**Exercise prompt**
Your reply should be an exact copy of the lines from the one that holds "the signal fires." to the end of the data below.

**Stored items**
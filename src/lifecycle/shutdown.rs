//! Shutdown coordination for relay sessions and confirmations.

use tokio::sync::watch;

/// Coordinator for cancellation.
///
/// Provides a watch channel that long-running tasks subscribe to. Unlike a
/// broadcast channel, a subscriber created after [`Shutdown::trigger`] sees
/// the shutdown immediately.
#[derive(Debug)]
pub struct Shutdown {
    tx: watch::Sender<bool>,
}

impl Shutdown {
    /// Create a new, untriggered coordinator.
    pub fn new() -> Self {
        let (tx, _) = watch::channel(false);
        Self { tx }
    }

    /// Subscribe to the shutdown signal.
    pub fn subscribe(&self) -> ShutdownSignal {
        ShutdownSignal {
            rx: self.tx.subscribe(),
        }
    }

    /// Trigger the shutdown signal.
    pub fn trigger(&self) {
        self.tx.send_replace(true);
    }

    /// Whether the signal has fired.
    pub fn is_triggered(&self) -> bool {
        *self.tx.borrow()
    }

    /// Get the number of active subscribers.
    pub fn receiver_count(&self) -> usize {
        self.tx.receiver_count()
    }
}

impl Default for Shutdown {
    fn default() -> Self {
        Self::new()
    }
}

/// Receiving half of a [`Shutdown`].
#[derive(Debug, Clone)]
pub struct ShutdownSignal {
    rx: watch::Receiver<bool>,
}

impl ShutdownSignal {
    /// Whether the signal has fired.
    pub fn is_triggered(&self) -> bool {
        *self.rx.borrow()
    }

    /// Resolves once the signal fires.
    ///
    /// Dropping the coordinator counts as a shutdown.
    pub async fn triggered(&mut self) {
        let _ = self.rx.wait_for(|triggered| *triggered).await;
    }
}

**Solution to this problem**
    /// Resolves once the signal fires.
    ///
    /// Dropping the coordinator counts as a shutdown.
    pub async fn triggered(&mut self) {
        let _ = self.rx.wait_for(|triggered| *triggered).await;
    }
}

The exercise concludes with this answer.